THE ONLY THING that stands between Teresa Lewis and a death by lethal injection this Thursday is an appeal to the US supreme court.
Lewis was convicted after arranging for two men, one of whom was her lover, to murder her husband and stepson. The men who were responsible for the killings both received life sentences.
Robert McDonnell, the state governor, has just quashed an appeal by Lewis’s legal team, saying he will not spare the life of the 41-year-old grandmother.
However, her lawyers argue that imposing out the death penalty would be unconstitutional in her case because of her etremely low IQ.
Lewis’s lover, Matthew Shallenberger, and another man, Rodney Shallenberger, fatally shot her husband Julian Lewis and his son Charles in 2002. An earlier attempt by Lewis to organise their deaths had failed.

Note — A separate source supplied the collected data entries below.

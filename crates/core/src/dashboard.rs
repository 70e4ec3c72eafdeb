use chrono::{Days, NaiveDate};
use rust_decimal::Decimal;
use serde::{Deserialize, Serialize};

use crate::data::{BalanceSheet, FinancialData, MonthlyFlow};
use crate::goal::{Goal, GoalForecast};
use crate::money::Money;
use crate::transaction::Transaction;

const RECENT_TRANSACTIONS: usize = 10;

#[derive(Debug, Clone, Serialize, Deserialize)]
pub struct UpcomingBill {
    pub category: String,
    pub description: Option<String>,
    pub amount: Money,
    pub due_date: NaiveDate,
}

#[derive(Debug, Clone, Serialize, Deserialize)]
pub struct GoalSummary {
    pub id: Option<i64>,
    pub title: String,
    pub goal_type: String,
    pub target_amount: Money,
    pub current_amount: Money,
    pub progress_pct: Decimal,
    pub target_date: Option<NaiveDate>,
    pub forecast: Option<GoalForecast>,
}

impl GoalSummary {
    pub fn new(goal: &Goal, as_of: NaiveDate, pace_tolerance: Decimal) -> Self {
        GoalSummary {
            id: goal.id,
            title: goal.title.clone(),
            goal_type: goal.goal_type.clone(),
            target_amount: goal.target_amount,
            current_amount: goal.current_amount,
            progress_pct: goal.progress_pct(),
            target_date: goal.target_date,
            forecast: goal.forecast(as_of, pace_tolerance),
        }
    }
}

#[derive(Debug, Clone, Serialize, Deserialize)]
pub struct DashboardSummary {
    pub as_of: NaiveDate,
    pub net_worth: Money,
    pub total_assets: Money,
    pub total_liabilities: Money,
    pub monthly_income: Money,
    pub monthly_expenses: Money,
    pub cash_flow: Money,
    pub credit_utilization_pct: Decimal,
    pub savings_balance: Money,
    pub upcoming_bills: Vec<UpcomingBill>,
    pub goals_summary: Vec<GoalSummary>,
    pub recent_transactions: Vec<Transaction>,
}

pub fn build_dashboard(
    as_of: NaiveDate,
    data: &FinancialData,
    upcoming_bill_days: u32,
    pace_tolerance: Decimal,
) -> DashboardSummary {
    let sheet = BalanceSheet::from_data(data);
    let flow = MonthlyFlow::month_to_date(as_of, data);

    let horizon = as_of + Days::new(u64::from(upcoming_bill_days));
    let mut upcoming_bills: Vec<UpcomingBill> = data
        .expenses
        .iter()
        .filter(|e| e.is_recurring)
        .filter_map(|e| {
            let due = e.next_due_date?;
            (due >= as_of && due <= horizon).then(|| UpcomingBill {
                category: e.category.clone(),
                description: e.description.clone(),
                amount: e.amount,
                due_date: due,
            })
        })
        .collect();
    upcoming_bills.sort_by_key(|b| b.due_date);

    let goals_summary = data
        .goals
        .iter()
        .map(|g| GoalSummary::new(g, as_of, pace_tolerance))
        .collect();

    let mut recent_transactions = data.transactions.clone();
    recent_transactions.sort_by(|a, b| b.date.cmp(&a.date).then(b.id.cmp(&a.id)));
    recent_transactions.truncate(RECENT_TRANSACTIONS);

    DashboardSummary {
        as_of,
        net_worth: sheet.net_worth(),
        total_assets: sheet.total_assets,
        total_liabilities: sheet.total_liabilities,
        monthly_income: flow.income,
        monthly_expenses: flow.expenses,
        cash_flow: flow.cash_flow(),
        credit_utilization_pct: sheet.credit_utilization_pct,
        savings_balance: sheet.savings_balance,
        upcoming_bills,
        goals_summary,
        recent_transactions,
    }
}

#[cfg(test)]
mod tests {
    use super::*;
    use crate::account::AccountId;
    use crate::expense::{Expense, Frequency};
    use crate::transaction::TransactionType;

    fn date(y: i32, m: u32, d: u32) -> NaiveDate {
        NaiveDate::from_ymd_opt(y, m, d).unwrap()
    }

    fn bill(category: &str, due: Option<NaiveDate>, recurring: bool) -> Expense {
        Expense {
            id: None,
            category: category.to_string(),
            description: None,
            amount: Money::from_cents(5000),
            is_recurring: recurring,
            frequency: Some(Frequency::Monthly),
            next_due_date: due,
            created_at: None,
        }
    }

    #[test]
    fn upcoming_bills_within_window_sorted() {
        let data = FinancialData {
            expenses: vec![
                bill("Internet", Some(date(2026, 11, 10)), true),
                bill("Phone", Some(date(2026, 10, 20)), true),
                bill("Insurance", Some(date(2026, 12, 1)), true),
                bill("Overdue", Some(date(2026, 10, 1)), true),
                bill("One-off", Some(date(2026, 10, 25)), false),
                bill("Undated", None, true),
            ],
            ..FinancialData::default()
        };
        let dash = build_dashboard(date(2026, 10, 17), &data, 30, Decimal::new(8, 1));
        let names: Vec<&str> = dash.upcoming_bills.iter().map(|b| b.category.as_str()).collect();
        assert_eq!(names, ["Phone", "Internet"]);
    }

    #[test]
    fn recent_transactions_newest_first_capped() {
        let transactions = (1..=15)
            .map(|day| Transaction {
                id: Some(i64::from(day)),
                account_id: AccountId(1),
                amount: Money::from_cents(100),
                transaction_type: TransactionType::Debit,
                category: None,
                description: None,
                date: date(2026, 10, day),
                created_at: None,
            })
            .collect();
        let data = FinancialData {
            transactions,
            ..FinancialData::default()
        };
        let dash = build_dashboard(date(2026, 10, 17), &data, 30, Decimal::new(8, 1));
        assert_eq!(dash.recent_transactions.len(), 10);
        assert_eq!(dash.recent_transactions[0].date, date(2026, 10, 15));
        assert_eq!(dash.recent_transactions[9].date, date(2026, 10, 6));
    }
}
use finpulse_core::{ConfigError, ReviewThresholds};
use serde::Deserialize;
use std::path::{Path, PathBuf};
use thiserror::Error;

const DEFAULT_CONFIG_FILE: &str = "finpulse.toml";

#[derive(Debug, Error)]
pub enum ServerConfigError {
    #[error("Failed to read {path}: {source}")]
    Io {
        path: PathBuf,
        source: std::io::Error,
    },
    #[error("Invalid config file: {0}")]
    Toml(#[from] toml::de::Error),
    #[error(transparent)]
    Thresholds(#[from] ConfigError),
    #[error("Unknown log format '{0}', expected 'pretty' or 'json'")]
    LogFormat(String),
    #[error("history_limit must be between 1 and 52")]
    HistoryLimit,
    #[error("No data directory available; set database_path")]
    NoDataDir,
}

#[derive(Debug, Clone, Copy, Default, PartialEq, Eq, Deserialize)]
#[serde(rename_all = "lowercase")]
pub enum LogFormat {
    #[default]
    Pretty,
    /// Bunyan-style JSON lines.
    Json,
}

impl std::str::FromStr for LogFormat {
    type Err = ServerConfigError;

    fn from_str(s: &str) -> Result<Self, Self::Err> {
        match s.trim().to_lowercase().as_str() {
            "pretty" => Ok(LogFormat::Pretty),
            "json" => Ok(LogFormat::Json),
            other => Err(ServerConfigError::LogFormat(other.to_string())),
        }
    }
}

#[derive(Debug, Clone, Deserialize)]
#[serde(default)]
pub struct ServerConfig {
    pub bind_addr: String,
    /// Falls back to the platform data directory.
    pub database_path: Option<PathBuf>,
    pub log_format: LogFormat,
    /// Default page size of the review history.
    pub history_limit: u32,
    /// Empty allows any origin.
    pub allowed_origins: Vec<String>,
    pub max_upload_bytes: usize,
    pub thresholds: ReviewThresholds,
}

impl Default for ServerConfig {
    fn default() -> Self {
        Self {
            bind_addr: "127.0.0.1:8000".to_string(),
            database_path: None,
            log_format: LogFormat::Pretty,
            history_limit: 12,
            allowed_origins: Vec::new(),
            max_upload_bytes: 2 * 1024 * 1024,
            thresholds: ReviewThresholds::default(),
        }
    }
}

impl ServerConfig {
    /// Reads `FINPULSE_CONFIG` (or `finpulse.toml` when present), then applies
    /// environment overrides.
    pub fn load() -> Result<Self, ServerConfigError> {
        let mut config = match std::env::var_os("FINPULSE_CONFIG") {
            Some(path) => Self::from_file(Path::new(&path))?,
            None if Path::new(DEFAULT_CONFIG_FILE).exists() => {
                Self::from_file(Path::new(DEFAULT_CONFIG_FILE))?
            }
            None => Self::default(),
        };
        config.apply_env(|key| std::env::var(key).ok())?;
        Ok(config)
    }

    pub fn from_file(path: &Path) -> Result<Self, ServerConfigError> {
        let text = std::fs::read_to_string(path).map_err(|source| ServerConfigError::Io {
            path: path.to_path_buf(),
            source,
        })?;
        Self::from_toml_str(&text)
    }

    pub fn from_toml_str(text: &str) -> Result<Self, ServerConfigError> {
        let config: ServerConfig = toml::from_str(text)?;
        config.validate()?;
        Ok(config)
    }

    pub fn apply_env<F>(&mut self, lookup: F) -> Result<(), ServerConfigError>
    where
        F: Fn(&str) -> Option<String>,
    {
        if let Some(bind) = lookup("FINPULSE_BIND") {
            self.bind_addr = bind;
        }
        if let Some(path) = lookup("FINPULSE_DATABASE") {
            self.database_path = Some(PathBuf::from(path));
        }
        if let Some(format) = lookup("FINPULSE_LOG_FORMAT") {
            self.log_format = format.parse()?;
        }
        Ok(())
    }

    fn validate(&self) -> Result<(), ServerConfigError> {
        self.thresholds.validate()?;
        if !(1..=52).contains(&self.history_limit) {
            return Err(ServerConfigError::HistoryLimit);
        }
        Ok(())
    }

    pub fn database_path(&self) -> Result<PathBuf, ServerConfigError> {
        if let Some(path) = &self.database_path {
            return Ok(path.clone());
        }
        let dirs = directories::ProjectDirs::from("com", "finpulse", "FinPulse")
            .ok_or(ServerConfigError::NoDataDir)?;
        Ok(dirs.data_dir().join("finpulse.db"))
    }
}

The sentencing judge in the case said that Lewis was receiving a harsher sentence than the killers because she was the “head of this serpent”.
Shallenberger and Fuller said that they committed the murders for a share of the insurance claim. Shallenberger has since taken his own life.
Following tests, Lewis’s defence team argue that she has an IQ of 72 which puts her in the “borderline mental retardation” range. The US Supreme Court views the execution of “mentally retarded” people, defined as anyone with an IQ of less than 70, as unconstitutional.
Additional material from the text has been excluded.